I went and saw “Walk The Line” with Jason last night. We went to a movie theater we hadn't gone to. The system was down and screwed up so you couldn't buy your tickets at the machine so we had to (ulp!) wait in line! I guess it was appropriate because of the title of the movie.
I LOVED it.
I was thinking about my memories of Johnny Cash and the first thing that comes to mind is the song, “A Boy Named Sue”.
It's an interesting song. It isn't homophobic as more as it is a commentary on masculinity. It's more about overcoming the fear of inferiority one feels from something they must endure from childhood. For the guy in this song, it's the fact that he is named Sue. He is mad because he hates the fact that he is named Sue and it makes him angry and mean and vengeful.
For someone like me, I am not named Sue but I am born into a world where I am gay. I am angry and vengeful in my own way but it is a more inward vengeance. I don't beat myself up obviously and self destruct in a big way, I do it in a very subtle way that is only being recognized now in my middle years. I am angry at myself for NOT being outwardly confident and masculine and in the way I percieve it, avenge the fact that I have shame for being the way I was born.
Passive aggression is what I have. It is what I learned. I learned to be ashamed at something like this because it doesn't make me perfect. I observed a childhood where if something wasn't done “right” it was not good. It was a simple and toxic philosophy. This dosage was even more toxic because I knew I was different and I observed the very close family members and friends that I had around me react to the term gay with disgust. When I would listen to the song, “A Boy Named Sue” the first thing I thought was that it wasn't good to be thought of as effeminate. Whether or not I was effeminate as a child (I was). It was the fear and self loathing taught to me by the world around me that was most destructive.

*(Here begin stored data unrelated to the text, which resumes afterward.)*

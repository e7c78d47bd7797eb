//! The world: entity storage, named groups and the per-frame pipeline
//!
//! One frame is `update` (groups in [`Group::UPDATE_ORDER`], then the shots
//! requested during the update are spawned), `check_collisions` over
//! [`COLLIDABLE_PAIRS`] against the updated positions, and `purge` of every
//! removed entity. [`World::step`] runs the three in order.

pub mod groups;

pub use groups::{Group, COLLIDABLE_PAIRS};

use std::collections::BTreeMap;
use std::sync::Arc;

use thiserror::Error;

use crate::assets::{AssetError, AssetLoader, ImageData};
use crate::config::WorldConfig;
use crate::entity::{Entity, EntityState, FireRequest};
use crate::foundation::collections::{EntityId, EntityMap};
use crate::foundation::math::Vec2;
use crate::foundation::time::Tick;
use crate::physics::{CollisionResolver, UnhandledCollisionError};
use crate::templates::ShipTemplate;
use crate::types::{Capabilities, TypeRegistry};

/// World errors
#[derive(Error, Debug)]
pub enum WorldError {
    /// Only placed entities can join the world
    #[error("cannot add a {0} that has not been placed")]
    NotPlaced(String),

    /// The template's kind cannot be flown by the player
    #[error("`{key}` is a {kind} template, not a player-controlled ship")]
    NotPlayerShip {
        /// Template key
        key: String,
        /// Kind of the template
        kind: String,
    },

    /// Sprite loading failed while placing an entity
    #[error(transparent)]
    Asset(#[from] AssetError),

    /// Two colliding entities have no rule
    #[error(transparent)]
    Collision(#[from] UnhandledCollisionError),
}

/// What happened during one [`World::step`]
#[derive(Debug, Clone, Copy, Default, PartialEq, Eq)]
pub struct FrameReport {
    /// Projectiles spawned by weapons
    pub fired: usize,
    /// Collisions resolved
    pub collisions: usize,
    /// Entities purged
    pub removed: usize,
}

/// Owns every live entity and the groups they belong to
pub struct World {
    config: WorldConfig,
    entities: EntityMap<Entity>,
    groups: BTreeMap<Group, Vec<EntityId>>,
    assets: Box<dyn AssetLoader>,
    resolver: CollisionResolver,
    now: f32,
}

impl World {
    /// Create an empty world
    pub fn init(config: WorldConfig, types: Arc<TypeRegistry>, assets: Box<dyn AssetLoader>) -> Self {
        log::info!(
            "World initialized: {}x{} screen, off-screen cutoff {}",
            config.screen_width,
            config.screen_height,
            config.off_screen_cutoff
        );
        Self {
            config,
            entities: EntityMap::with_key(),
            groups: Group::UPDATE_ORDER.iter().map(|&group| (group, Vec::new())).collect(),
            assets,
            resolver: CollisionResolver::new(types),
            now: 0.0,
        }
    }

    /// Drop every entity; returns how many were dropped
    pub fn teardown(&mut self) -> usize {
        let count = self.entities.len();
        self.entities.clear();
        self.groups.values_mut().for_each(Vec::clear);
        log::info!("World torn down, {} entities dropped", count);
        count
    }

    /// Screen and bounds settings
    pub fn config(&self) -> &WorldConfig {
        &self.config
    }

    /// Image source used when placing entities
    pub fn assets(&self) -> &dyn AssetLoader {
        self.assets.as_ref()
    }

    /// Time of the last frame
    pub fn now(&self) -> f32 {
        self.now
    }

    /// Add a placed entity to the world and its group
    pub fn add(&mut self, entity: Entity) -> Result<EntityId, WorldError> {
        if !entity.is_alive() {
            return Err(WorldError::NotPlaced(entity.kind().name.to_string()));
        }
        let group = entity.group();
        let id = self.entities.insert(entity);
        self.groups.entry(group).or_default().push(id);
        Ok(id)
    }

    /// Place an entity and add it
    pub fn spawn(&mut self, mut entity: Entity, position: Vec2, velocity: Vec2) -> Result<EntityId, WorldError> {
        entity.place(position, velocity, self.assets.as_ref())?;
        self.add(entity)
    }

    /// Spawn a ship at rest at the player's starting point, mid-screen at
    /// three quarters height. Only controllable friendly kinds qualify.
    pub fn spawn_player_ship(&mut self, template: &Arc<ShipTemplate>) -> Result<EntityId, WorldError> {
        if !template.kind.has(Capabilities::CONTROLLABLE | Capabilities::FRIENDLY) {
            return Err(WorldError::NotPlayerShip {
                key: template.key.clone(),
                kind: template.kind.name.to_string(),
            });
        }
        let start = Vec2::new(self.config.screen_width / 2.0, 3.0 * self.config.screen_height / 4.0);
        let id = self.spawn(Entity::ship(template), start, Vec2::zeros())?;
        log::info!("Player ship {} spawned", template.key);
        Ok(id)
    }

    /// Entity by id
    pub fn get(&self, id: EntityId) -> Option<&Entity> {
        self.entities.get(id)
    }

    /// Mutable entity by id
    pub fn get_mut(&mut self, id: EntityId) -> Option<&mut Entity> {
        self.entities.get_mut(id)
    }

    /// Whether the entity is still in the world and alive
    pub fn is_alive(&self, id: EntityId) -> bool {
        self.entities.get(id).is_some_and(Entity::is_alive)
    }

    /// Ids in a group, in insertion order
    pub fn members(&self, group: Group) -> &[EntityId] {
        self.groups.get(&group).map(Vec::as_slice).unwrap_or_default()
    }

    /// Every stored entity
    pub fn iter(&self) -> impl Iterator<Item = (EntityId, &Entity)> {
        self.entities.iter()
    }

    /// Number of stored entities, removed ones included until purged
    pub fn len(&self) -> usize {
        self.entities.len()
    }

    /// Whether no entity is stored
    pub fn is_empty(&self) -> bool {
        self.entities.is_empty()
    }

    /// Tick every group in update order, then spawn the shots fired
    /// during the update. Returns the number of shots.
    pub fn update(&mut self, tick: Tick) -> Result<usize, WorldError> {
        self.now = tick.now;
        let mut fired = Vec::new();

        for group in Group::UPDATE_ORDER {
            let Some(members) = self.groups.get(&group) else {
                continue;
            };
            for &id in members {
                if let Some(entity) = self.entities.get_mut(id) {
                    entity.tick(tick, &self.config, &mut fired);
                }
            }
        }

        let count = fired.len();
        for request in fired {
            self.fire(request, tick.now)?;
        }
        Ok(count)
    }

    fn fire(&mut self, request: FireRequest, now: f32) -> Result<EntityId, WorldError> {
        let shot = Entity::projectile(&request.projectile, request.friendly, now);
        let velocity = shot.default_velocity();
        self.spawn(shot, request.origin, velocity)
    }

    /// For every live collidable entity of `a`, the live collidable entities
    /// of `b` whose boxes overlap it. Entities without overlaps are left out.
    pub fn overlaps(&self, a: Group, b: Group) -> Vec<(EntityId, Vec<EntityId>)> {
        let collidable = |id: &EntityId| {
            self.entities
                .get(*id)
                .filter(|entity| entity.is_alive() && entity.kind().has(Capabilities::COLLIDABLE))
                .map(|entity| (*id, entity.rect()))
        };
        let others: Vec<_> = self.members(b).iter().filter_map(collidable).collect();

        self.members(a)
            .iter()
            .filter_map(collidable)
            .filter_map(|(id, rect)| {
                let hits: Vec<EntityId> = others
                    .iter()
                    .filter(|(other, other_rect)| *other != id && rect.intersects(other_rect))
                    .map(|(other, _)| *other)
                    .collect();
                (!hits.is_empty()).then_some((id, hits))
            })
            .collect()
    }

    /// Resolve every overlapping pair of the collidable groups. An entity
    /// removed by one collision takes part in no further collision this
    /// frame. Returns the number of collisions resolved.
    pub fn check_collisions(&mut self) -> Result<usize, WorldError> {
        let mut resolved = 0;

        for (group_a, group_b) in COLLIDABLE_PAIRS {
            for (id, colliders) in self.overlaps(group_a, group_b) {
                for other in colliders {
                    let Some([a, b]) = self.entities.get_disjoint_mut([id, other]) else {
                        continue;
                    };
                    if !a.is_alive() || !b.is_alive() {
                        continue;
                    }
                    self.resolver.resolve(a, b)?;
                    resolved += 1;
                }
            }
        }
        Ok(resolved)
    }

    /// Drop removed entities from storage and groups; returns how many
    pub fn purge(&mut self) -> usize {
        let before = self.entities.len();
        self.entities
            .retain(|_, entity| entity.state() != EntityState::Removed);

        let entities = &self.entities;
        for members in self.groups.values_mut() {
            members.retain(|id| entities.contains_key(*id));
        }
        before - self.entities.len()
    }

    /// Run one whole frame
    pub fn step(&mut self, tick: Tick) -> Result<FrameReport, WorldError> {
        let fired = self.update(tick)?;
        let collisions = self.check_collisions()?;
        let removed = self.purge();
        Ok(FrameReport {
            fired,
            collisions,
            removed,
        })
    }

    /// Draw every live entity onto `frame`, groups in update order
    pub fn draw(&self, frame: &mut ImageData) {
        for group in Group::UPDATE_ORDER {
            for &id in self.members(group) {
                let Some(entity) = self.entities.get(id).filter(|entity| entity.is_alive()) else {
                    continue;
                };
                if let Some(sprite) = entity.sprite() {
                    let rect = entity.rect();
                    frame.blit(sprite.image(), rect.left().round() as i64, rect.top().round() as i64);
                }
            }
        }
    }
}
//! Typed, immutable template records

use std::collections::BTreeMap;
use std::sync::Arc;

use super::error::{Problem, ValidationError};
use super::registry::TemplateRegistry;
use super::value::FieldValue;
use crate::types::{Family, TypeDescriptor};

/// Template for anything fired by a weapon
#[derive(Debug, Clone)]
pub struct ProjectileTemplate {
    /// Registry key
    pub key: String,
    /// Kind the template instantiates
    pub kind: &'static TypeDescriptor,
    /// Sprite path
    pub imagepath: String,
    /// Travel speed in pixels per second
    pub speed: f32,
    /// Hit points taken from whatever the projectile hits
    pub damage: f32,
    /// Seconds before the projectile expires on its own
    pub lifetime: Option<f32>,
}

/// Template for a ship-mounted weapon
#[derive(Debug, Clone)]
pub struct WeaponTemplate {
    /// Registry key
    pub key: String,
    /// Kind the template instantiates
    pub kind: &'static TypeDescriptor,
    /// Shots per second
    pub rate_of_fire: f32,
    /// Projectiles spawned per shot
    pub projectiles: Vec<Arc<ProjectileTemplate>>,
}

impl WeaponTemplate {
    /// Seconds between two shots
    pub fn cooldown(&self) -> f32 {
        1.0 / self.rate_of_fire
    }
}

/// Template for a ship
#[derive(Debug, Clone)]
pub struct ShipTemplate {
    /// Registry key
    pub key: String,
    /// Kind the template instantiates
    pub kind: &'static TypeDescriptor,
    /// Sprite path
    pub imagepath: String,
    /// Overlay drawn on the sprite while the ship accelerates
    pub engine_glow_imagepath: Option<String>,
    /// Velocity change in pixels per second squared
    pub acceleration: f32,
    /// Speed cap in pixels per second
    pub max_speed: f32,
    /// Starting hit points
    pub hp: f32,
    /// Mounted weapons
    pub weapons: Vec<Arc<WeaponTemplate>>,
}

/// Any resolved template
#[derive(Debug, Clone)]
pub enum Template {
    /// Projectile family
    Projectile(Arc<ProjectileTemplate>),
    /// Weapon family
    Weapon(Arc<WeaponTemplate>),
    /// Ship family
    Ship(Arc<ShipTemplate>),
}

impl Template {
    /// Key the template was declared under
    pub fn key(&self) -> &str {
        match self {
            Self::Projectile(t) => &t.key,
            Self::Weapon(t) => &t.key,
            Self::Ship(t) => &t.key,
        }
    }

    /// Kind the template instantiates
    pub fn kind(&self) -> &'static TypeDescriptor {
        match self {
            Self::Projectile(t) => t.kind,
            Self::Weapon(t) => t.kind,
            Self::Ship(t) => t.kind,
        }
    }

    /// Family of the template's kind
    pub fn family(&self) -> Family {
        self.kind().family
    }

    /// Projectile record, if this is one
    pub fn as_projectile(&self) -> Option<&Arc<ProjectileTemplate>> {
        match self {
            Self::Projectile(t) => Some(t),
            _ => None,
        }
    }

    /// Weapon record, if this is one
    pub fn as_weapon(&self) -> Option<&Arc<WeaponTemplate>> {
        match self {
            Self::Weapon(t) => Some(t),
            _ => None,
        }
    }

    /// Ship record, if this is one
    pub fn as_ship(&self) -> Option<&Arc<ShipTemplate>> {
        match self {
            Self::Ship(t) => Some(t),
            _ => None,
        }
    }

    /// Whether both handles point at the same record
    pub fn ptr_eq(&self, other: &Template) -> bool {
        match (self, other) {
            (Self::Projectile(a), Self::Projectile(b)) => Arc::ptr_eq(a, b),
            (Self::Weapon(a), Self::Weapon(b)) => Arc::ptr_eq(a, b),
            (Self::Ship(a), Self::Ship(b)) => Arc::ptr_eq(a, b),
            _ => false,
        }
    }
}

/// Build the typed record for `kind` out of merged, resolved fields
pub(crate) fn build(
    kind: &'static TypeDescriptor,
    key: &str,
    fields: &BTreeMap<String, FieldValue>,
    templates: &TemplateRegistry,
) -> Result<Template, ValidationError> {
    let reader = FieldReader {
        kind,
        key,
        fields,
        templates,
    };

    let template = match kind.family {
        Family::Projectile => Template::Projectile(Arc::new(build_projectile(&reader)?)),
        Family::Weapon => Template::Weapon(Arc::new(build_weapon(&reader)?)),
        Family::Ship => Template::Ship(Arc::new(build_ship(&reader)?)),
    };
    Ok(template)
}

fn build_projectile(reader: &FieldReader<'_>) -> Result<ProjectileTemplate, ValidationError> {
    reader.warn_unknown(&["imagepath", "speed", "damage", "lifetime"]);
    Ok(ProjectileTemplate {
        key: reader.key.to_string(),
        kind: reader.kind,
        imagepath: reader.text("imagepath")?,
        speed: reader.non_negative("speed")?,
        damage: reader.non_negative("damage")?,
        lifetime: reader
            .optional_number("lifetime")?
            .filter(|lifetime| *lifetime > 0.0),
    })
}

fn build_weapon(reader: &FieldReader<'_>) -> Result<WeaponTemplate, ValidationError> {
    reader.warn_unknown(&["rate_of_fire", "projectiles"]);
    Ok(WeaponTemplate {
        key: reader.key.to_string(),
        kind: reader.kind,
        rate_of_fire: reader.positive("rate_of_fire")?,
        projectiles: reader.template_list("projectiles", Family::Projectile, |t| {
            t.as_projectile().cloned()
        })?,
    })
}

fn build_ship(reader: &FieldReader<'_>) -> Result<ShipTemplate, ValidationError> {
    reader.warn_unknown(&[
        "imagepath",
        "engine_glow_imagepath",
        "acceleration",
        "max_speed",
        "hp",
        "weapons",
    ]);
    Ok(ShipTemplate {
        key: reader.key.to_string(),
        kind: reader.kind,
        imagepath: reader.text("imagepath")?,
        engine_glow_imagepath: reader.optional_text("engine_glow_imagepath")?,
        acceleration: reader.non_negative("acceleration")?,
        max_speed: reader.positive("max_speed")?,
        hp: reader.positive("hp")?,
        weapons: reader.template_list("weapons", Family::Weapon, |t| t.as_weapon().cloned())?,
    })
}

/// Typed access to the merged fields of one template
struct FieldReader<'a> {
    kind: &'static TypeDescriptor,
    key: &'a str,
    fields: &'a BTreeMap<String, FieldValue>,
    templates: &'a TemplateRegistry,
}

impl<'a> FieldReader<'a> {
    fn error(&self, problem: Problem) -> ValidationError {
        ValidationError::new(self.kind.name, self.key, problem)
    }

    fn wrong_type(&self, field: &str, expected: &'static str, found: &FieldValue) -> ValidationError {
        self.error(Problem::WrongType {
            field: field.to_string(),
            expected,
            found: found.describe(),
        })
    }

    fn required(&self, field: &str) -> Result<&'a FieldValue, ValidationError> {
        self.fields
            .get(field)
            .ok_or_else(|| self.error(Problem::MissingFields(vec![field.to_string()])))
    }

    fn warn_unknown(&self, known: &[&str]) {
        for field in self.fields.keys() {
            if !known.contains(&field.as_str()) {
                log::warn!("{}[{}]: ignoring unknown field `{}`", self.kind, self.key, field);
            }
        }
    }

    fn optional_number(&self, field: &str) -> Result<Option<f32>, ValidationError> {
        match self.fields.get(field) {
            None => Ok(None),
            Some(FieldValue::Number(n)) if n.is_finite() => Ok(Some(*n as f32)),
            Some(other) => Err(self.wrong_type(field, "a finite number", other)),
        }
    }

    fn number(&self, field: &str) -> Result<f32, ValidationError> {
        match self.required(field)? {
            FieldValue::Number(n) if n.is_finite() => Ok(*n as f32),
            other => Err(self.wrong_type(field, "a finite number", other)),
        }
    }

    fn non_negative(&self, field: &str) -> Result<f32, ValidationError> {
        let value = self.number(field)?;
        if value < 0.0 {
            return Err(self.error(Problem::OutOfRange {
                field: field.to_string(),
                requirement: "must not be negative",
            }));
        }
        Ok(value)
    }

    fn positive(&self, field: &str) -> Result<f32, ValidationError> {
        let value = self.number(field)?;
        if value <= 0.0 {
            return Err(self.error(Problem::OutOfRange {
                field: field.to_string(),
                requirement: "must be positive",
            }));
        }
        Ok(value)
    }

    fn optional_text(&self, field: &str) -> Result<Option<String>, ValidationError> {
        match self.fields.get(field) {
            None => Ok(None),
            Some(FieldValue::Text(text)) => Ok(Some(text.clone())),
            Some(other) => Err(self.wrong_type(field, "a string", other)),
        }
    }

    fn text(&self, field: &str) -> Result<String, ValidationError> {
        match self.required(field)? {
            FieldValue::Text(text) => Ok(text.clone()),
            other => Err(self.wrong_type(field, "a string", other)),
        }
    }

    /// A list of templates of one family. Items are resolved references or
    /// bare keys of registered templates.
    fn template_list<T>(
        &self,
        field: &str,
        family: Family,
        pick: impl Fn(&Template) -> Option<Arc<T>>,
    ) -> Result<Vec<Arc<T>>, ValidationError> {
        let items = match self.required(field)? {
            FieldValue::List(items) => items,
            other => return Err(self.wrong_type(field, "a list of templates", other)),
        };

        let mut templates = Vec::with_capacity(items.len());
        for item in items {
            let template = match item {
                FieldValue::Template(template) => template.clone(),
                FieldValue::Text(key) => self
                    .templates
                    .get(key)
                    .cloned()
                    .ok_or_else(|| self.error(Problem::UnknownReference(key.clone())))?,
                other => return Err(self.wrong_type(field, "a list of templates", other)),
            };

            let record = pick(&template).ok_or_else(|| {
                self.error(Problem::WrongFamily {
                    reference: template.key().to_string(),
                    expected: family.to_string(),
                    found: template.kind().name.to_string(),
                })
            })?;
            templates.push(record);
        }
        Ok(templates)
    }
}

I didn't know what to expect from my life. My life was about escaping me. As I came out of the closet molecule by molecule, friends dropped out of my life, my guy friends especially. Harrowing to me is the night I sat in the car with my friend Sean as I dropped him off and began to talk about who and what I was. It was the last I ever saw of him. Then there were the people who told me it was ok but the tone of their voice and their reaction told me that it disgusted them and that they would seemingly tolerate it but “just don't go into detail”. The details were my heart and soul. I shut off. It became more of an effort and a habit of feeling I needed to make great effort to get anyone to really like me for who I really was. I hid behind humor and silliness and insincerity.
Recently I have begun to observe, deal with and heal these feelings. Having this horrible self image has attracted just enough toxicity into my life to make me have to work to get over it. Fortunately I have friends who my sexuality has nothing to do with who I am. But even so, MY personal toxic shame put a wall between myself and those people and without effort on my part I feel I could lose these people in my life as well. I have always felt that I had to run the show. I used to be angry about that. But now I just see it as a means for me to pull myself up and out of my toxicity and allow myself to show my true self to these people who already recognize and love the faint glimmer they see of who I really am.